* [Exercise goal] Where a line of the records contains the word "first", show that line.

* [Data]
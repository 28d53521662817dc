//! Response types for conversation calls.

use serde::{Deserialize, Serialize};

/// One unit of output text returned by the remote component.
///
/// Results have no identity beyond their position in the response.
#[derive(Debug, Clone, PartialEq, Eq, Serialize, Deserialize, derive_getters::Getters)]
pub struct ConversationResult {
    /// Output text
    result: String,
}

impl ConversationResult {
    /// Creates a new result holding the given text.
    pub fn new(result: impl Into<String>) -> Self {
        Self {
            result: result.into(),
        }
    }
}

/// The response to a conversation call.
///
/// Output count and ordering are determined entirely by the remote
/// component; there is no 1:1 mapping to input turns, and the sequence
/// may be empty.
///
/// # Examples
///
/// ```
/// use colloquy_core::{ConversationResponse, ConversationResult};
///
/// let response = ConversationResponse::builder()
///     .outputs(vec![ConversationResult::new("hello")])
///     .build()
///     .unwrap();
///
/// assert_eq!(response.outputs().len(), 1);
/// ```
#[derive(
    Debug,
    Clone,
    PartialEq,
    Serialize,
    Deserialize,
    Default,
    derive_getters::Getters,
    derive_builder::Builder,
)]
#[builder(setter(into))]
pub struct ConversationResponse {
    /// Ordered output results, as produced by the component
    #[builder(default)]
    #[serde(default)]
    outputs: Vec<ConversationResult>,
    /// Continuity handle returned by the sidecar
    #[builder(default)]
    #[serde(default, skip_serializing_if = "Option::is_none")]
    context_id: Option<String>,
}

impl ConversationResponse {
    /// Returns a builder for constructing a ConversationResponse.
    pub fn builder() -> ConversationResponseBuilder {
        ConversationResponseBuilder::default()
    }
}
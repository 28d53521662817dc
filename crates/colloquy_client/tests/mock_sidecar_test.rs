//! Tests against an in-process mock sidecar.
//!
//! The mock serves the conversation endpoint on an ephemeral port and
//! routes by component name: `echo` returns one output per input with the
//! same text, `silent` returns no outputs, and `broken` fails every call.

use axum::Json;
use axum::extract::Path;
use axum::http::{HeaderMap, StatusCode};
use axum::routing::post;
use colloquy_client::{ConversationClient, Converse, SidecarConfig};
use colloquy_core::{ConversationInput, ConversationRequest, Role};
use colloquy_error::ClientErrorKind;
use serde_json::{Value, json};

async fn converse_handler(
    Path(component): Path<String>,
    headers: HeaderMap,
    Json(body): Json<Value>,
) -> (StatusCode, Json<Value>) {
    match component.as_str() {
        "echo" => {
            let outputs: Vec<Value> = body["inputs"]
                .as_array()
                .cloned()
                .unwrap_or_default()
                .iter()
                .map(|input| json!({ "result": input["content"] }))
                .collect();
            let mut response = json!({ "outputs": outputs });
            if let Some(context_id) = body.get("contextID") {
                response["contextID"] = context_id.clone();
            }
            (StatusCode::OK, Json(response))
        }
        "silent" => (StatusCode::OK, Json(json!({}))),
        "secure" => {
            let authorized = headers
                .get("dapr-api-token")
                .and_then(|v| v.to_str().ok())
                .is_some_and(|token| token == "token-123");
            if authorized {
                (StatusCode::OK, Json(json!({ "outputs": [] })))
            } else {
                (
                    StatusCode::UNAUTHORIZED,
                    Json(json!({ "error": "missing api token" })),
                )
            }
        }
        _ => (
            StatusCode::INTERNAL_SERVER_ERROR,
            Json(json!({ "error": format!("component {component} failed") })),
        ),
    }
}

async fn spawn_mock_sidecar() -> anyhow::Result<String> {
    let app = axum::Router::new().route(
        "/v1.0-alpha1/conversation/:component/converse",
        post(converse_handler),
    );
    let listener = tokio::net::TcpListener::bind("127.0.0.1:0").await?;
    let addr = listener.local_addr()?;
    tokio::spawn(async move {
        axum::serve(listener, app).await.unwrap();
    });
    Ok(format!("http://{addr}"))
}

async fn client() -> anyhow::Result<ConversationClient> {
    let base_url = spawn_mock_sidecar().await?;
    let config = SidecarConfig::default().with_base_url(base_url);
    Ok(ConversationClient::with_config(config)?)
}

#[tokio::test]
async fn echo_component_returns_input_text() -> anyhow::Result<()> {
    let client = client().await?;

    let prompt = "What is Dapr in one sentence?";
    let response = client
        .converse("echo", vec![ConversationInput::new(prompt, Role::Generic)])
        .await?;

    assert_eq!(response.outputs().len(), 1);
    assert_eq!(response.outputs()[0].result(), prompt);
    Ok(())
}

#[tokio::test]
async fn output_order_matches_response_order() -> anyhow::Result<()> {
    let client = client().await?;

    let response = client
        .converse(
            "echo",
            vec![
                ConversationInput::new("first", Role::User),
                ConversationInput::new("second", Role::User),
                ConversationInput::new("third", Role::User),
            ],
        )
        .await?;

    let texts: Vec<_> = response.outputs().iter().map(|o| o.result().as_str()).collect();
    assert_eq!(texts, vec!["first", "second", "third"]);
    Ok(())
}

#[tokio::test]
async fn silent_component_yields_empty_outputs() -> anyhow::Result<()> {
    let client = client().await?;

    let response = client
        .converse("silent", vec![ConversationInput::new("hi", Role::Generic)])
        .await?;

    assert!(response.outputs().is_empty());
    Ok(())
}

#[tokio::test]
async fn broken_component_maps_to_api_error() -> anyhow::Result<()> {
    let client = client().await?;

    let err = client
        .converse("broken", vec![ConversationInput::new("hi", Role::Generic)])
        .await
        .unwrap_err();

    match err.kind {
        ClientErrorKind::Api { status, message } => {
            assert_eq!(status, 500);
            assert!(message.contains("broken"));
        }
        other => panic!("unexpected error kind: {other}"),
    }
    Ok(())
}

#[tokio::test]
async fn unreachable_sidecar_maps_to_transport_error() -> anyhow::Result<()> {
    // Nothing listens on port 1.
    let config = SidecarConfig::default().with_base_url("http://127.0.0.1:1");
    let client = ConversationClient::with_config(config)?;

    let err = client
        .converse("echo", vec![ConversationInput::new("hi", Role::Generic)])
        .await
        .unwrap_err();

    assert!(matches!(err.kind, ClientErrorKind::SidecarUnreachable(_)));
    Ok(())
}

#[tokio::test]
async fn api_token_is_forwarded_when_configured() -> anyhow::Result<()> {
    let base_url = spawn_mock_sidecar().await?;

    let with_token = ConversationClient::with_config(
        SidecarConfig::default()
            .with_base_url(base_url.clone())
            .with_api_token("token-123"),
    )?;
    let response = with_token
        .converse("secure", vec![ConversationInput::new("hi", Role::Generic)])
        .await?;
    assert!(response.outputs().is_empty());

    let without_token =
        ConversationClient::with_config(SidecarConfig::default().with_base_url(base_url))?;
    let err = without_token
        .converse("secure", vec![ConversationInput::new("hi", Role::Generic)])
        .await
        .unwrap_err();
    assert!(matches!(err.kind, ClientErrorKind::Api { status: 401, .. }));
    Ok(())
}

#[tokio::test]
async fn context_id_round_trips() -> anyhow::Result<()> {
    let client = client().await?;

    let request = ConversationRequest::builder()
        .inputs(vec![ConversationInput::new("hi", Role::User)])
        .context_id(Some("ctx-42".to_string()))
        .build()?;

    let response = client.converse_with("echo", &request).await?;
    assert_eq!(response.context_id().as_deref(), Some("ctx-42"));
    Ok(())
}

#[tokio::test]
async fn repeated_calls_are_independent() -> anyhow::Result<()> {
    let client = client().await?;
    let inputs = vec![ConversationInput::new("same prompt", Role::Generic)];

    let first = client.converse("echo", inputs.clone()).await?;
    let second = client.converse("echo", inputs).await?;

    assert_eq!(first, second);
    assert_eq!(second.outputs().len(), 1);
    Ok(())
}
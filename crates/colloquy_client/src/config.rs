//! Sidecar connection configuration.

use colloquy_error::{ConfigError, ConfigErrorKind};
use std::time::Duration;

const ENDPOINT_VAR: &str = "DAPR_HTTP_ENDPOINT";
const PORT_VAR: &str = "DAPR_HTTP_PORT";
const TOKEN_VAR: &str = "DAPR_API_TOKEN";

const DEFAULT_HTTP_PORT: u16 = 3500;

// The original example configures no timeout and hangs if the sidecar
// does; a bounded default is used here instead.
const DEFAULT_TIMEOUT: Duration = Duration::from_secs(30);

/// Where to find the sidecar and how to talk to it.
///
/// # Examples
///
/// ```
/// use colloquy_client::SidecarConfig;
///
/// let config = SidecarConfig::default();
/// assert_eq!(config.base_url(), "http://127.0.0.1:3500");
/// ```
#[derive(Debug, Clone, PartialEq, Eq)]
pub struct SidecarConfig {
    base_url: String,
    api_token: Option<String>,
    timeout: Duration,
}

impl Default for SidecarConfig {
    fn default() -> Self {
        Self {
            base_url: format!("http://127.0.0.1:{DEFAULT_HTTP_PORT}"),
            api_token: None,
            timeout: DEFAULT_TIMEOUT,
        }
    }
}

impl SidecarConfig {
    /// Builds a configuration from the environment.
    ///
    /// `DAPR_HTTP_ENDPOINT` (a full URL) wins when set; otherwise
    /// `DAPR_HTTP_PORT` selects the port on localhost. `DAPR_API_TOKEN`
    /// is forwarded on every request when present. Missing variables
    /// fall back to defaults.
    ///
    /// # Errors
    ///
    /// Returns an error if `DAPR_HTTP_PORT` is set but not a valid port,
    /// or if `DAPR_HTTP_ENDPOINT` is set but empty.
    pub fn from_env() -> Result<Self, ConfigError> {
        let mut config = Self::default();

        if let Ok(endpoint) = std::env::var(ENDPOINT_VAR) {
            let endpoint = endpoint.trim().trim_end_matches('/');
            if endpoint.is_empty() {
                return Err(ConfigError::new(ConfigErrorKind::EmptyEndpoint {
                    variable: ENDPOINT_VAR,
                }));
            }
            config.base_url = endpoint.to_string();
        } else if let Ok(port) = std::env::var(PORT_VAR) {
            let parsed: u16 = port.parse().map_err(|_| {
                ConfigError::new(ConfigErrorKind::InvalidPort {
                    variable: PORT_VAR,
                    value: port.clone(),
                })
            })?;
            config.base_url = format!("http://127.0.0.1:{parsed}");
        }

        if let Ok(token) = std::env::var(TOKEN_VAR) {
            if !token.is_empty() {
                config.api_token = Some(token);
            }
        }

        Ok(config)
    }

    /// Replaces the sidecar base URL.
    pub fn with_base_url(mut self, base_url: impl Into<String>) -> Self {
        self.base_url = base_url.into().trim_end_matches('/').to_string();
        self
    }

    /// Sets the API token sent with every request.
    pub fn with_api_token(mut self, token: impl Into<String>) -> Self {
        self.api_token = Some(token.into());
        self
    }

    /// Replaces the request timeout.
    pub fn with_timeout(mut self, timeout: Duration) -> Self {
        self.timeout = timeout;
        self
    }

    /// Sidecar base URL, without a trailing slash.
    pub fn base_url(&self) -> &str {
        &self.base_url
    }

    /// API token, if configured.
    pub fn api_token(&self) -> Option<&str> {
        self.api_token.as_deref()
    }

    /// Request timeout.
    pub fn timeout(&self) -> Duration {
        self.timeout
    }
}
//! Error types for the Colloquy conversation client.
//!
//! Every error carries the file and line where it was created, captured
//! through `#[track_caller]`, so a printed diagnostic points back at the
//! call site without a backtrace.

mod client;
mod config;

pub use client::{ClientError, ClientErrorKind};
pub use config::{ConfigError, ConfigErrorKind};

* [Exercise response]
                ConversationInput::new("first", Role::User),
    assert_eq!(texts, vec!["first", "second", "third"]);
    let first = client.converse("echo", inputs.clone()).await?;
    assert_eq!(first, second);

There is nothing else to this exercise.